## YOUR TASK
Once you reach the line containing "the right-side distance." in the data below, restate each line word for word up to and including the one containing "pub fn classify_ratio(&self, ratio: f32)".

## STORED DATA
▼
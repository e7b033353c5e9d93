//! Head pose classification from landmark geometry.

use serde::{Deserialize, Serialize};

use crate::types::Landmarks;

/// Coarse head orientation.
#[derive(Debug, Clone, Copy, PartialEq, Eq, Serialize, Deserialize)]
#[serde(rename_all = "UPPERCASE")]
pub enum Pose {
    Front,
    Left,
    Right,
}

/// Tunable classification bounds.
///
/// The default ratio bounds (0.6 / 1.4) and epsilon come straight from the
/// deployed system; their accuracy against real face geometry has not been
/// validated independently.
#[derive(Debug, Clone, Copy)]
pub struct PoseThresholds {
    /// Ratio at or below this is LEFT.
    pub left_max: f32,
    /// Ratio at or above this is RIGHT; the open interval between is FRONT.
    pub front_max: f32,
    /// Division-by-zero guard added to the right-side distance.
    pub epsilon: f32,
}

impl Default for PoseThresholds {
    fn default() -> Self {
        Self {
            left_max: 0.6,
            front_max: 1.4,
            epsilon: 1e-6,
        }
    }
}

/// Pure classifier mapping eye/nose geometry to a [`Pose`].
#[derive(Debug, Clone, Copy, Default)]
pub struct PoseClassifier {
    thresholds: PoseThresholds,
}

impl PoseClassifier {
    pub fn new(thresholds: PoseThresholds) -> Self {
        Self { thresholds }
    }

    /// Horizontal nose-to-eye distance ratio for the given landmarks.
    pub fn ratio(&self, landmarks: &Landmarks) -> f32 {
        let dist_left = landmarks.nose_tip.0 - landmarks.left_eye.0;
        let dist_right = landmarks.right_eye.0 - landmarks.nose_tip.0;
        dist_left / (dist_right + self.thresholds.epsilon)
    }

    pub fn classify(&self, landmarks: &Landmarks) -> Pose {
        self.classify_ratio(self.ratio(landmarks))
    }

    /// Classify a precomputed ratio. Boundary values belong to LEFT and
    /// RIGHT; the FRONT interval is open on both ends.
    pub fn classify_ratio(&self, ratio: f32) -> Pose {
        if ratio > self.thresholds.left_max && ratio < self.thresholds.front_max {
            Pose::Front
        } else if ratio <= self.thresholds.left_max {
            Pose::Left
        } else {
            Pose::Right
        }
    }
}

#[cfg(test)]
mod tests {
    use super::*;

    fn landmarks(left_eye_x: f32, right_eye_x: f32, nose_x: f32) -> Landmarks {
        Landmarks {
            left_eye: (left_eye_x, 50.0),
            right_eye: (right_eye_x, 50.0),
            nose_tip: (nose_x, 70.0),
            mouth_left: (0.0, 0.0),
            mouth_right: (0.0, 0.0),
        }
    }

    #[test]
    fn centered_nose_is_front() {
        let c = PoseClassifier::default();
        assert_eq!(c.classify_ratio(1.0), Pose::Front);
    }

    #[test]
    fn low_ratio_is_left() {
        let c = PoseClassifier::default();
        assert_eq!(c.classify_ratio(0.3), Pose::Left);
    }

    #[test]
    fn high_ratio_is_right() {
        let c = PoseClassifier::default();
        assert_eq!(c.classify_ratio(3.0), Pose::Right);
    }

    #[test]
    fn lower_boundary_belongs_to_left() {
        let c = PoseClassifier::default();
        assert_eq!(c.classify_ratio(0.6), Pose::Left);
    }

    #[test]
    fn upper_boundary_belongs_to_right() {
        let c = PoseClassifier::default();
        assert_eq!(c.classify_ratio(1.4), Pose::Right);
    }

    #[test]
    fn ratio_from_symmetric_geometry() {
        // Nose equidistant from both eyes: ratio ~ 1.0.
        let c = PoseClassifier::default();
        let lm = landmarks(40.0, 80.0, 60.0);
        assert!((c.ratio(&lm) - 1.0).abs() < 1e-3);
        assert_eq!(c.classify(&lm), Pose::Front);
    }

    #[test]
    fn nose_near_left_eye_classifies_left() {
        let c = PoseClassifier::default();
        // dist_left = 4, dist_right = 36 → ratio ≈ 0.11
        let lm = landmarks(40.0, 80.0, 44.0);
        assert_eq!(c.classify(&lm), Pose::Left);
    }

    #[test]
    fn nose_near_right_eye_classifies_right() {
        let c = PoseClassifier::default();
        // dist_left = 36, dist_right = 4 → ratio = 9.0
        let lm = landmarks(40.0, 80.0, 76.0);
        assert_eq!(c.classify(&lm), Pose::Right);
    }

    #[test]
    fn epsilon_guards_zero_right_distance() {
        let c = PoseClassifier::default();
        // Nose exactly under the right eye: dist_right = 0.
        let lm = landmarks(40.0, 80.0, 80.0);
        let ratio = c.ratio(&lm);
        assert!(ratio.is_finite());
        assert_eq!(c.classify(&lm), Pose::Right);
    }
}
▲
▼
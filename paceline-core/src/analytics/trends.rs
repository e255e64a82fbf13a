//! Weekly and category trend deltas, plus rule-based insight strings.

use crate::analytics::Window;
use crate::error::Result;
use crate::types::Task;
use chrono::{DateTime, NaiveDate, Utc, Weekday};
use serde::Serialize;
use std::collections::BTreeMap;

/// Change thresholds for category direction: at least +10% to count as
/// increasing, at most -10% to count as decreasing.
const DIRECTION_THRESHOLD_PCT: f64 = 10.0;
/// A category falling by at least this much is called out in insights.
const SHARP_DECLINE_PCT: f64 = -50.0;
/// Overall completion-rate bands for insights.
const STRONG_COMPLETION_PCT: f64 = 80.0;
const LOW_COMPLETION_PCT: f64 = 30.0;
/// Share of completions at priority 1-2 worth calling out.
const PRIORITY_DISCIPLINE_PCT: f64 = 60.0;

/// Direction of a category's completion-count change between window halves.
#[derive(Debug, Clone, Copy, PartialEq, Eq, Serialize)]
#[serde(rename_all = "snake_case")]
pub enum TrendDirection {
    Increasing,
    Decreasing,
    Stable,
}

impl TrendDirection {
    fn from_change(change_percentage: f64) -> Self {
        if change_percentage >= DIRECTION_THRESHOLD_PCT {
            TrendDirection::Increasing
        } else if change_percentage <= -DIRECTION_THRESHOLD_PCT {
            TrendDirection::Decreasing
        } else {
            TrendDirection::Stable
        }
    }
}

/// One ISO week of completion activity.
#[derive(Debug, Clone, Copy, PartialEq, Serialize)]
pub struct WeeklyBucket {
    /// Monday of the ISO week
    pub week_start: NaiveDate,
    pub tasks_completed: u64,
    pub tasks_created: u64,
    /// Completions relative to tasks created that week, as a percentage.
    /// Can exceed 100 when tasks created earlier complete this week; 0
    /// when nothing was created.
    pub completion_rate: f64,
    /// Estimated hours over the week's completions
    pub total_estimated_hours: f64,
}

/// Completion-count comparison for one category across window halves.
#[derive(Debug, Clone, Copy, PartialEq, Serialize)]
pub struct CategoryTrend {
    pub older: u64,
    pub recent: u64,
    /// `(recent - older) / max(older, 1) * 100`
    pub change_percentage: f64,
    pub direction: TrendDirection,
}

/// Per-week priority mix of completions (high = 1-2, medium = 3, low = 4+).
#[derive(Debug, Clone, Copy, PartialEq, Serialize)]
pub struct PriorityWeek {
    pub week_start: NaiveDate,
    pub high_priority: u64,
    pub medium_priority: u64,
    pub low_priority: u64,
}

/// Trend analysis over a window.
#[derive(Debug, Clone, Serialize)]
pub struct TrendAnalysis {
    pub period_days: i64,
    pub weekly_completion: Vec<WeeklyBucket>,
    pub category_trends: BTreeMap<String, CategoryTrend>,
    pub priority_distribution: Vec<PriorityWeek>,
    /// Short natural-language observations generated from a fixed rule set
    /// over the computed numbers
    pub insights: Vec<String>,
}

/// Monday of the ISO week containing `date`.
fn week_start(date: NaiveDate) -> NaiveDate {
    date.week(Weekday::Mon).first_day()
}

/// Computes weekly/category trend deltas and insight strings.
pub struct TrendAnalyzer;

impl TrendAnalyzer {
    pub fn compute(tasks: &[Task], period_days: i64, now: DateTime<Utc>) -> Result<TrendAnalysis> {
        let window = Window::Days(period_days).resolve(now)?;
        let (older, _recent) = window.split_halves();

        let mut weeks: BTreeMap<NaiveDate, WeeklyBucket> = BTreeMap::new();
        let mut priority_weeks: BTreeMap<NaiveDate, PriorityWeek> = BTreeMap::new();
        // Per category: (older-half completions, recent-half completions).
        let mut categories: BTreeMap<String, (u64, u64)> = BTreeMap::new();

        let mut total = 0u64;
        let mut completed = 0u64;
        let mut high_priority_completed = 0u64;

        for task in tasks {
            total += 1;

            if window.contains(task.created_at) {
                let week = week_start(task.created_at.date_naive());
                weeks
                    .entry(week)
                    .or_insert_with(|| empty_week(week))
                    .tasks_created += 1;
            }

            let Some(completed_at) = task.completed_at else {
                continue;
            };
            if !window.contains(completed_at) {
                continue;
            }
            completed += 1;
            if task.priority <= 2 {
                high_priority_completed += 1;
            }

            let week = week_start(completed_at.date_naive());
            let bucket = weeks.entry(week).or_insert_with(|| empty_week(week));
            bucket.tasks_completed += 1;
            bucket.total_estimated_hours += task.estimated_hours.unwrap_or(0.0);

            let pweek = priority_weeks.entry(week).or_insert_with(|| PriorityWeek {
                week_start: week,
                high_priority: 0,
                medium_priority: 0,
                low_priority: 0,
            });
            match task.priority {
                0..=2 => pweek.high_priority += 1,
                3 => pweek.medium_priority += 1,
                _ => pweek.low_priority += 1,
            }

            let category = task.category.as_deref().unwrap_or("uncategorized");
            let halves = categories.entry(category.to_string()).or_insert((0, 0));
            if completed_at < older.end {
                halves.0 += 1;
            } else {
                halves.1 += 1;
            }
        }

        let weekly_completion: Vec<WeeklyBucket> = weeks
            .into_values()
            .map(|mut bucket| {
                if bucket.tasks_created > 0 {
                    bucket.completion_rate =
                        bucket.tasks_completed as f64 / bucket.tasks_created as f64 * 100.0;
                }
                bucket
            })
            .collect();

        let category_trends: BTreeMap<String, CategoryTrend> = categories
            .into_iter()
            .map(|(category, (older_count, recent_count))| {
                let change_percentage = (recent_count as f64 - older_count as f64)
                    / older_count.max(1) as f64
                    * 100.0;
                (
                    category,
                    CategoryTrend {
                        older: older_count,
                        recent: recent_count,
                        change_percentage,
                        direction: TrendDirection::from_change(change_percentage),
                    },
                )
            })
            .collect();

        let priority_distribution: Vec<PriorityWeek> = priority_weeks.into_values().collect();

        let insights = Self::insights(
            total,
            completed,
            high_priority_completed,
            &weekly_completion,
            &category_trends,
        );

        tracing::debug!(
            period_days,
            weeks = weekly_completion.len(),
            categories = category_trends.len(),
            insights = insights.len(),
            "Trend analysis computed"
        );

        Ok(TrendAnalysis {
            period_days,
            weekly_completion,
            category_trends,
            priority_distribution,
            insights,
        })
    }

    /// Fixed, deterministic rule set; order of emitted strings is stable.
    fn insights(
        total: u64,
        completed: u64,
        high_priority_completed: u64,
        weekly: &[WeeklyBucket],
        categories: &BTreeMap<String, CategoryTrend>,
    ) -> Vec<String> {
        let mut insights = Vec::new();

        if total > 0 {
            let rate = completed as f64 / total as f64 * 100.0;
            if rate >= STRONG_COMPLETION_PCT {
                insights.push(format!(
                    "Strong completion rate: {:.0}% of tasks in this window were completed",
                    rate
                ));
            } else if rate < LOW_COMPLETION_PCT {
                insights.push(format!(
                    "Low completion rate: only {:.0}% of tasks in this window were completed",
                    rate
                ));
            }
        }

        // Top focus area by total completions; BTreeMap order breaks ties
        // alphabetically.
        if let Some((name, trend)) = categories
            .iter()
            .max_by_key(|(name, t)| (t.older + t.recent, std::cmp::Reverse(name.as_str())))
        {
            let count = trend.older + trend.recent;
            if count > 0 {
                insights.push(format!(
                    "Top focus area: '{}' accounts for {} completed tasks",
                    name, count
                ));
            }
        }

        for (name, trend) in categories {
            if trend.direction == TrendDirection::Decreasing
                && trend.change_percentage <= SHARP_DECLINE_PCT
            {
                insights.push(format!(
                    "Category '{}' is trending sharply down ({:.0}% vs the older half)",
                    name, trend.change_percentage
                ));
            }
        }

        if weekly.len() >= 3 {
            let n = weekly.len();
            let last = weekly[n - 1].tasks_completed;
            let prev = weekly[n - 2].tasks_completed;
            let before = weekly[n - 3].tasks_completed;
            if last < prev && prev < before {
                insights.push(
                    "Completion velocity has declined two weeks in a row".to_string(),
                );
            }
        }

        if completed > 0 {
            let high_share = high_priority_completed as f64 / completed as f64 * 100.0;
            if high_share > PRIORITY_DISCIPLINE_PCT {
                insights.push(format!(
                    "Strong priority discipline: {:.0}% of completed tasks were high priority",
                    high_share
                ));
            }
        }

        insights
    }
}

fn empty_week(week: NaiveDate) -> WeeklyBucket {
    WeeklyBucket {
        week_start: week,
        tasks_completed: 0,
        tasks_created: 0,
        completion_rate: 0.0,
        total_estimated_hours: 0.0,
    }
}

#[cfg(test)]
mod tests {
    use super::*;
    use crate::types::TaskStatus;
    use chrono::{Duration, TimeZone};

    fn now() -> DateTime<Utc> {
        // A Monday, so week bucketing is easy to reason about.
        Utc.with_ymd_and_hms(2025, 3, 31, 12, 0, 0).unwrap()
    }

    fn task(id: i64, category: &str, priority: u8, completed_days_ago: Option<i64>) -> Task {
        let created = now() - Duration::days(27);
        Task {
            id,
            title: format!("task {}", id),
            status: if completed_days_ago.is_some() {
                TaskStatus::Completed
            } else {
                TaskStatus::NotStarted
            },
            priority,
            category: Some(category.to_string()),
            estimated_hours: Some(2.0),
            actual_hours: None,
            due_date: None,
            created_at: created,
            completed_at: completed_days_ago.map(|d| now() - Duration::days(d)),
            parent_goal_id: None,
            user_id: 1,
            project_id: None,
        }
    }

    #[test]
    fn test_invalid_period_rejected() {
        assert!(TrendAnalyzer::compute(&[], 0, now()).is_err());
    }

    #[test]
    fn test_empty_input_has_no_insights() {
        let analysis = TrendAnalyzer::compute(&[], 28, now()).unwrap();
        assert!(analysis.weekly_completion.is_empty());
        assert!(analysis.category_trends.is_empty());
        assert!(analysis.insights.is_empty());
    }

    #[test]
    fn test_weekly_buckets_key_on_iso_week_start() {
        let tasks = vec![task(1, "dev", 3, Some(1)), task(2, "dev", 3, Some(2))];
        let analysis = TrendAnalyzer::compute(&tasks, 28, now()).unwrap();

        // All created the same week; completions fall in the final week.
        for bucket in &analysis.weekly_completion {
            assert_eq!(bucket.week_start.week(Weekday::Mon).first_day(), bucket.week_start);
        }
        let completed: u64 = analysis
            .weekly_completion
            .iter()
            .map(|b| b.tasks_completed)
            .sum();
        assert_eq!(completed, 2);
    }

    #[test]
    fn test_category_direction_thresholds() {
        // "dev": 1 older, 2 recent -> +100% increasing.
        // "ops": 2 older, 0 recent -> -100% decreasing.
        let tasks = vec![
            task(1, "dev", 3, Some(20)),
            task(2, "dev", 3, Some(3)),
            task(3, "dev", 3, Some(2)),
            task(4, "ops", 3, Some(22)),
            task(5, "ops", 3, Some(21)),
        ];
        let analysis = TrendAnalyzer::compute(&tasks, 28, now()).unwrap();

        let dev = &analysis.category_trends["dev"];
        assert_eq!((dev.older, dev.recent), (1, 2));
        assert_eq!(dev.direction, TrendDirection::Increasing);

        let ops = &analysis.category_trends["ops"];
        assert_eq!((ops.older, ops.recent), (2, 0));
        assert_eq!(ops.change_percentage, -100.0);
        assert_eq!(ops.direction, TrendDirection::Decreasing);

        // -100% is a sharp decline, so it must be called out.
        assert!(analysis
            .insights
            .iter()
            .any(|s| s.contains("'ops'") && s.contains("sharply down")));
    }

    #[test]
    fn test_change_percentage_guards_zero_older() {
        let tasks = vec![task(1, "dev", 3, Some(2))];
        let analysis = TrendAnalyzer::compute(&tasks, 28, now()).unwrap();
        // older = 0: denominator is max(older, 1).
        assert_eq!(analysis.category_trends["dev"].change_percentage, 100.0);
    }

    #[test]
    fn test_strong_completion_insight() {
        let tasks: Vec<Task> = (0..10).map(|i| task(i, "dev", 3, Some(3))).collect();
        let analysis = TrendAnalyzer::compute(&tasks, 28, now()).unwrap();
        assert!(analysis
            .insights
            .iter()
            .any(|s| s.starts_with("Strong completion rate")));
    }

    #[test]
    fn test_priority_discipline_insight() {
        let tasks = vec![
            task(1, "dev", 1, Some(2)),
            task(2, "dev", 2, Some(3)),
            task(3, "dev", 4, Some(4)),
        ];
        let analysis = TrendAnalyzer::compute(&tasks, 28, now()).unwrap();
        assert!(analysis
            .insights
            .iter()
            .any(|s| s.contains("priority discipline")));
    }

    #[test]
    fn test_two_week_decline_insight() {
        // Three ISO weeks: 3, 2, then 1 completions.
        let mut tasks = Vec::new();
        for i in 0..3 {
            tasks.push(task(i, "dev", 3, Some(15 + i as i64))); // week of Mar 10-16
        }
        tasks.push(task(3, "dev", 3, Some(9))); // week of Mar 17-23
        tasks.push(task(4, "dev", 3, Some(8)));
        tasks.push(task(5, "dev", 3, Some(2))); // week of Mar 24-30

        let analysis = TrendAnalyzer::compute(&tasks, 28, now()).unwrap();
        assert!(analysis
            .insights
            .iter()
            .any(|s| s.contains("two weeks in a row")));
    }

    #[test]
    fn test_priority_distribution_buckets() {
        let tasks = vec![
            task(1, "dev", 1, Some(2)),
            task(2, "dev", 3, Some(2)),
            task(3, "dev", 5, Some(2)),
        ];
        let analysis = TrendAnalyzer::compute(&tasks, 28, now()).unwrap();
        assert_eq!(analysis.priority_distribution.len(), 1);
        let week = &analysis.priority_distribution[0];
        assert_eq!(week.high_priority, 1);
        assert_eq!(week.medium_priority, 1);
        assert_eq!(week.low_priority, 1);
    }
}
▲
## RESPONSE TO THIS EXERCISE
    /// Division-by-zero guard added to the right-side distance.
    pub epsilon: f32,
}

impl Default for PoseThresholds {
    fn default() -> Self {
        Self {
            left_max: 0.6,
            front_max: 1.4,
            epsilon: 1e-6,
        }
    }
}

/// Pure classifier mapping eye/nose geometry to a [`Pose`].
#[derive(Debug, Clone, Copy, Default)]
pub struct PoseClassifier {
    thresholds: PoseThresholds,
}

impl PoseClassifier {
    pub fn new(thresholds: PoseThresholds) -> Self {
        Self { thresholds }
    }

    /// Horizontal nose-to-eye distance ratio for the given landmarks.
    pub fn ratio(&self, landmarks: &Landmarks) -> f32 {
        let dist_left = landmarks.nose_tip.0 - landmarks.left_eye.0;
        let dist_right = landmarks.right_eye.0 - landmarks.nose_tip.0;
        dist_left / (dist_right + self.thresholds.epsilon)
    }

    pub fn classify(&self, landmarks: &Landmarks) -> Pose {
        self.classify_ratio(self.ratio(landmarks))
    }

    /// Classify a precomputed ratio. Boundary values belong to LEFT and
    /// RIGHT; the FRONT interval is open on both ends.
    pub fn classify_ratio(&self, ratio: f32) -> Pose {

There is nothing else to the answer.